So you're preparing to head overseas for a while. You've read up about the country, or countries, you plan to visit, knowing that once there, things are going to be different. You're not just visiting a different country, you're visiting a different society. Their values may be a world away from what you're used to at home, what is considered normal where you live could be completely taboo where you're going, the religions may be different, the form of government completely different - a simple smile may pass on a meaning that you're completely unprepared for. You know what culture shock is, and expect to feel like a fish out of water for a while, as you adjust to a completely new environment and people.
Are you ready for what you may feel when you get home though?
Reverse culture shock - also known as re-entry shock - can be just as difficult to live with, or possibly more difficult to come to grips with, particularly if you're not prepared for it. While many people are expecting to feel out of place in a foreign culture, and may be able to recognise culture shock for what it is, feeling something similar once you've returned home can be more alarming. After all, you're returning to the place where you may have spent the majority of your life, returning to a culture that you know instinctively, and to people who know you. So why should you feel out of place in this environment?

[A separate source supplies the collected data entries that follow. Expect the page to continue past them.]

//! Credential helpers layered over the digest primitives.

pub use sip_registrar::digest::{compute_ha1, hash_password};

use sip_registrar::digest::constant_time_eq;

/// Checks a plaintext candidate against the stored credential (HA1 digest or
/// plaintext). Empty candidates only match empty stored credentials.
pub fn verify_password(stored: &str, username: &str, realm: &str, candidate: &str) -> bool {
    let stored_hash = compute_ha1(username, realm, stored);
    if candidate.trim().is_empty() {
        return stored_hash.is_empty();
    }
    let candidate_hash = hash_password(username, realm, candidate);
    constant_time_eq(&stored_hash, &candidate_hash)
}

#[cfg(test)]
mod tests {
    use super::*;

    #[test]
    fn plaintext_and_digest_storage_both_verify() {
        assert!(verify_password(
            "wonderland",
            "alice",
            "example.com",
            "wonderland"
        ));
        let digest = hash_password("alice", "example.com", "wonderland");
        assert!(verify_password(&digest, "alice", "example.com", "wonderland"));
        assert!(!verify_password(&digest, "alice", "example.com", "nope"));
    }

    #[test]
    fn empty_candidate_only_matches_empty_stored() {
        assert!(verify_password("", "alice", "example.com", ""));
        assert!(!verify_password("secret", "alice", "example.com", ""));
    }
}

For many people, reverse culture shock is the feeling that while travel may have changed you, your home remains the same. It's easy to imagine that as you've changed - whether that be your thoughts and ideals, your attitudes to the people surrounding you, or the concepts of what is right and wrong - the world has kept pace with that change, somehow aligning to your shifting values. Of course, this won't have happened - the people you left behind have been doing the same old things while you've been gone, dealing with their everyday challenges, certainly not being exposed to alien cultures with their own philosophies, beliefs and culture. It can be difficult to adjust to your own home, and you may be feeling that what you have always accepted as right and true doesn't seem so straight forward any more - the lines are blurred, and it's difficult to understand why nobody else can see that.

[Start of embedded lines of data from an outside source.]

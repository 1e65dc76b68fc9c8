// chorus - Broadcast-ringing SIP proxy
// Copyright (C) 2025 Chorus Contributors
// SPDX-License-Identifier: Apache-2.0 OR MIT

//! Local REGISTER termination.
//!
//! The registrar authenticates REGISTER requests with HTTP Digest (MD5)
//! against the user directory and keeps an in-memory binding table keyed by
//! address-of-record. Bindings are rebuilt from re-REGISTERs after a restart;
//! only identities and credentials are durable.

use std::collections::HashMap;
use std::sync::Arc;
use std::time::{Duration, Instant};

use anyhow::Result;
use async_trait::async_trait;
use bytes::Bytes;
use parking_lot::Mutex;
use rand::RngCore;
use sip_msg::{
    copy_headers, expand_contact_values, header_param, replace_header_param, Headers, Request,
    Response, StatusLine,
};
use smol_str::SmolStr;
use tracing::{debug, warn};

pub mod digest;

use digest::{parse_digest_authorization, verify_digest};

/// A user directory entry as stored by the backend.
#[derive(Debug, Clone, PartialEq, Eq)]
pub struct DirectoryUser {
    pub username: SmolStr,
    pub domain: SmolStr,
    /// Either a 32-hex HA1 digest or a plaintext password.
    pub password_hash: String,
    /// Default contact used by routing when the user has no live binding.
    pub contact_uri: String,
}

/// Read access to the user directory. `Ok(None)` means the user does not
/// exist; `Err` is a backend failure and maps to a 500 on REGISTER.
#[async_trait]
pub trait DirectoryStore: Send + Sync {
    async fn lookup(&self, username: &str, domain: &str) -> Result<Option<DirectoryUser>>;
    async fn all_users(&self) -> Result<Vec<DirectoryUser>>;
}

/// In-memory directory used by tests and small deployments.
#[derive(Debug, Default)]
pub struct MemoryDirectory {
    users: Vec<DirectoryUser>,
}

impl MemoryDirectory {
    pub fn new(users: Vec<DirectoryUser>) -> Self {
        Self { users }
    }
}

#[async_trait]
impl DirectoryStore for MemoryDirectory {
    async fn lookup(&self, username: &str, domain: &str) -> Result<Option<DirectoryUser>> {
        Ok(self
            .users
            .iter()
            .find(|u| {
                u.username.eq_ignore_ascii_case(username) && u.domain.eq_ignore_ascii_case(domain)
            })
            .cloned())
    }

    async fn all_users(&self) -> Result<Vec<DirectoryUser>> {
        Ok(self.users.clone())
    }
}

/// An active contact binding.
#[derive(Debug, Clone)]
struct ContactBinding {
    contact: String,
    expires: Instant,
}

/// Snapshot of a binding handed to callers.
#[derive(Debug, Clone, PartialEq, Eq)]
pub struct Registration {
    pub contact: String,
    pub expires: Instant,
}

type ClockFn = dyn Fn() -> Instant + Send + Sync;
type NonceFn = dyn Fn() -> String + Send + Sync;

/// Maintains client bindings registered via REGISTER.
pub struct Registrar {
    store: Arc<dyn DirectoryStore>,
    clock: Box<ClockFn>,
    nonce: Box<NonceFn>,
    bindings: Mutex<HashMap<String, Vec<ContactBinding>>>,
}

const DEFAULT_EXPIRES_SECS: u64 = 3600;

impl Registrar {
    pub fn new(store: Arc<dyn DirectoryStore>) -> Self {
        Self {
            store,
            clock: Box::new(Instant::now),
            nonce: Box::new(new_nonce),
            bindings: Mutex::new(HashMap::new()),
        }
    }

    /// Overrides the clock. Mainly intended for tests.
    pub fn with_clock(mut self, clock: impl Fn() -> Instant + Send + Sync + 'static) -> Self {
        self.clock = Box::new(clock);
        self
    }

    /// Overrides the nonce generator. Mainly intended for tests.
    pub fn with_nonce(mut self, nonce: impl Fn() -> String + Send + Sync + 'static) -> Self {
        self.nonce = Box::new(nonce);
        self
    }

    /// Processes a REGISTER request and produces the response to send
    /// downstream. Once a registrar is configured it always terminates
    /// REGISTER locally.
    pub async fn handle_register(&self, req: &Request) -> Response {
        let to = req
            .headers
            .get("To")
            .map(|v| v.as_str().to_owned())
            .unwrap_or_default();
        let (username, domain) = match parse_address_of_record(&to) {
            Some(parts) => parts,
            None => {
                debug!(to = %to, "REGISTER with unparsable address of record");
                return registrar_response(req, 400, "Bad Request");
            }
        };

        let user = match self.store.lookup(&username, &domain).await {
            Ok(Some(user)) => user,
            Ok(None) => return registrar_response(req, 404, "Not Found"),
            Err(err) => {
                warn!(error = %err, user = %username, domain = %domain, "directory lookup failed");
                return registrar_response(req, 500, "Server Internal Error");
            }
        };

        let auth = req
            .headers
            .get("Authorization")
            .and_then(|value| parse_digest_authorization(value.as_str()));
        let params = match auth {
            Some(params) => params,
            None => {
                let mut resp = registrar_response(req, 401, "Unauthorized");
                let challenge = format!(
                    "Digest realm=\"{}\", nonce=\"{}\", algorithm=MD5, qop=\"auth\"",
                    domain,
                    (self.nonce)()
                );
                resp.headers.set("WWW-Authenticate", challenge);
                ensure_to_tag(&mut resp);
                return resp;
            }
        };

        let realm = params
            .get("realm")
            .map(String::as_str)
            .filter(|realm| !realm.is_empty())
            .unwrap_or(&domain)
            .to_owned();
        let username_matches = params
            .get("username")
            .is_some_and(|u| u.eq_ignore_ascii_case(user.username.as_str()));
        if !username_matches || !realm.eq_ignore_ascii_case(user.domain.as_str()) {
            let mut resp = registrar_response(req, 403, "Forbidden");
            ensure_to_tag(&mut resp);
            return resp;
        }

        if let Err(err) = verify_digest(&params, req, &user, &realm) {
            debug!(error = %err, user = %username, "digest verification failed");
            let mut resp = registrar_response(req, 403, "Forbidden");
            ensure_to_tag(&mut resp);
            return resp;
        }

        let key = registrar_key(user.username.as_str(), user.domain.as_str());
        let bindings = match self.apply_registration(&key, req) {
            Ok(bindings) => bindings,
            Err((status, reason)) => {
                let mut resp = registrar_response(req, status, reason);
                ensure_to_tag(&mut resp);
                return resp;
            }
        };

        let mut resp = registrar_response(req, 200, "OK");
        if !bindings.is_empty() {
            let now = (self.clock)();
            let contacts: Vec<SmolStr> = bindings
                .iter()
                .map(|binding| {
                    let remaining = binding.expires.saturating_duration_since(now).as_secs();
                    SmolStr::new(normalize_contact(&binding.contact, remaining))
                })
                .collect();
            resp.headers.set_all("Contact", contacts);
        }
        ensure_to_tag(&mut resp);
        resp
    }

    /// Applies the Contact values of a REGISTER under one critical section.
    fn apply_registration(
        &self,
        key: &str,
        req: &Request,
    ) -> std::result::Result<Vec<ContactBinding>, (u16, &'static str)> {
        let now = (self.clock)();
        let mut table = self.bindings.lock();

        let mut active: Vec<ContactBinding> = table
            .get(key)
            .map(|bindings| {
                bindings
                    .iter()
                    .filter(|b| b.expires > now)
                    .cloned()
                    .collect()
            })
            .unwrap_or_default();

        let contacts = expand_contact_values(req.headers.get_all("Contact"));
        let default_expires = parse_expires(
            req.headers
                .get("Expires")
                .map(|v| v.as_str())
                .unwrap_or(""),
        );

        if contacts.is_empty() {
            table.insert(key.to_owned(), active.clone());
            return Ok(active);
        }

        if contacts.len() == 1 && contacts[0].trim() == "*" {
            if default_expires != Some(0) {
                return Err((400, "Invalid wildcard contact"));
            }
            table.remove(key);
            return Ok(Vec::new());
        }

        for raw in contacts {
            let address = sip_msg::contact_address(&raw);
            if address.is_empty() {
                return Err((400, "Invalid Contact header"));
            }
            let expires = header_param(&raw, "expires")
                .and_then(|v| parse_expires(&v))
                .or(default_expires)
                .unwrap_or(DEFAULT_EXPIRES_SECS);
            let key_of_new = contact_key(&raw);
            active.retain(|b| !contact_key(&b.contact).eq_ignore_ascii_case(&key_of_new));
            if expires == 0 {
                continue;
            }
            active.push(ContactBinding {
                contact: normalize_contact(&raw, expires),
                expires: now + Duration::from_secs(expires),
            });
        }

        table.insert(key.to_owned(), active.clone());
        Ok(active)
    }

    /// Returns active bindings for the user, purging expired entries under
    /// the lock.
    pub fn bindings_for(&self, username: &str, domain: &str) -> Vec<Registration> {
        let key = registrar_key(username, domain);
        let now = (self.clock)();
        let mut table = self.bindings.lock();
        let Some(existing) = table.get_mut(&key) else {
            return Vec::new();
        };
        existing.retain(|b| b.expires > now);
        if existing.is_empty() {
            table.remove(&key);
            return Vec::new();
        }
        existing
            .iter()
            .map(|b| Registration {
                contact: b.contact.clone(),
                expires: b.expires,
            })
            .collect()
    }
}

/// Lowercased `user@domain` table key.
pub fn registrar_key(username: &str, domain: &str) -> String {
    format!(
        "{}@{}",
        username.trim().to_ascii_lowercase(),
        domain.trim().to_ascii_lowercase()
    )
}

fn registrar_response(req: &Request, status: u16, reason: &str) -> Response {
    let mut resp = Response::new(StatusLine::new(status, reason), Headers::new(), Bytes::new());
    copy_headers(
        &mut resp.headers,
        &req.headers,
        &["Via", "From", "To", "Call-ID", "CSeq"],
    );
    resp.ensure_content_length();
    resp
}

/// Attaches a freshly generated tag to the To header unless one is present.
fn ensure_to_tag(resp: &mut Response) {
    let to = match resp.headers.get("To") {
        Some(to) => to.as_str().to_owned(),
        None => return,
    };
    if to.to_ascii_lowercase().contains(";tag=") {
        return;
    }
    resp.headers
        .set("To", replace_header_param(&to, "tag", &new_tag()));
}

/// Extracts `(user, domain)` from a To header value.
pub fn parse_address_of_record(to: &str) -> Option<(String, String)> {
    let mut to = to.trim();
    if to.is_empty() {
        return None;
    }
    if let Some(open) = to.find('<') {
        if let Some(close) = to[open..].find('>') {
            to = &to[open + 1..open + close];
        }
    }
    if let Some(close) = to.find('>') {
        to = &to[..close];
    }
    let mut to = to.trim();
    let lower = to.to_ascii_lowercase();
    if lower.starts_with("sip:") {
        to = &to[4..];
    } else if lower.starts_with("sips:") {
        to = &to[5..];
    }
    let to = to.split(';').next().unwrap_or_default();
    let (user, domain) = to.split_once('@')?;
    let user = user.trim();
    let domain = domain.trim();
    if user.is_empty() || domain.is_empty() {
        return None;
    }
    Some((user.to_owned(), domain.to_owned()))
}

/// Parses an Expires value: `None` for absent or unparsable input, negative
/// values clamp to zero.
fn parse_expires(raw: &str) -> Option<u64> {
    let raw = raw.trim();
    if raw.is_empty() {
        return None;
    }
    match raw.parse::<i64>() {
        Ok(value) if value < 0 => Some(0),
        Ok(value) => Some(value as u64),
        Err(_) => None,
    }
}

fn contact_key(value: &str) -> String {
    sip_msg::contact_address(value).to_ascii_lowercase()
}

/// Rebuilds a contact value with any existing `expires=` parameter removed
/// and the given one appended.
fn normalize_contact(value: &str, expires: u64) -> String {
    let mut segments = value.split(';');
    let base = segments.next().unwrap_or_default().trim().to_owned();
    let mut params: Vec<String> = Vec::new();
    for segment in segments {
        let trimmed = segment.trim();
        if trimmed.is_empty() || trimmed.to_ascii_lowercase().starts_with("expires=") {
            continue;
        }
        params.push(trimmed.to_owned());
    }
    params.push(format!("expires={}", expires));
    let mut out = base;
    for param in params {
        out.push(';');
        out.push_str(&param);
    }
    out
}

fn new_nonce() -> String {
    let mut buf = [0u8; 12];
    rand::thread_rng().fill_bytes(&mut buf);
    hex::encode(buf)
}

fn new_tag() -> String {
    let mut buf = [0u8; 8];
    rand::thread_rng().fill_bytes(&mut buf);
    hex::encode(buf)
}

On the flip side, there can be the assumption from your friends and family that you've returned the same person as when you left. It can be difficult to understand why you're having trouble communicating with these people, when in reality you may be coming from very different directions - something that may never have happened before. It's a situation where you have trouble understanding why everyone else can't see your point of view any more, while everyone else is wondering why suddenly you have less in common than before you left. Those people you left behind have not had the opportunity to experience what you have, so have no idea where the change has come from. They may even feel intimidated - while you have a world of stories to tell, they have nothing comparable to share with you. It makes conversation hard when all they have in reply to your story of some crazy rickshaw ride through the back streets of Delhi, is the latest work drama.
Reverse culture shock is a normal reaction to returning home, particularly for travellers who have been away for extended periods of time - although it can affect those who've been away for shorter periods. I felt many of these emotions after getting home from 10 weeks travel - not a huge amount of time in the scheme of things, however I think what I felt was largely influenced by the countries I visited, all with very different cultures and values to those I was used to at home. I believe one of the most important strategies for dealing with it is to be aware that it exists, and be prepared to feel a sense of alienation for some time. It isn't a permanent thing, in just the same way as your initial culture shock will fade over time. Allowing yourself the time to get over reverse culture shock is important - many people I have spoken to have stressed the importance of allowing some time to yourself doing nothing when you're travelling, accepting that you don't have to be active all the time, and it's perfectly ok to sit in your hotel room all day reading a book every now and then - a chance to recharge your batteries, and take a break. Allow yourself the same when you get home too - don't try to readjust in a day, or a week - let it happen in its own good time.
One of the most useful things I've found dealing with being back home, is to speak to other people who have travelled if you can. It can make a world of difference to be able to talk to someone who understands where you're coming from, and most likely knows exactly what you're going through. When you're talking to your family and friends, try not to overwhelm them with your stories of life overseas all at once - take things slowly. Sharing your photos with them can be a great way to give them an idea of what you've seen and experienced, and allows you to explain what it is they're seeing. I've found this works really well if you avoid having some mass showing of your pictures - the ever dreaded slide night or its modern day equivalent - it's easier and more personal being able to talk to one or two people, and you'll probably find that its easier to have more meaningful conversation.
And while reverse culture shock may fade over time, if you get home and realise that you've been bitten by the travel bug - well, start saving, because there's really only one cure for that. Who knows - I might run into you on the road one of these days.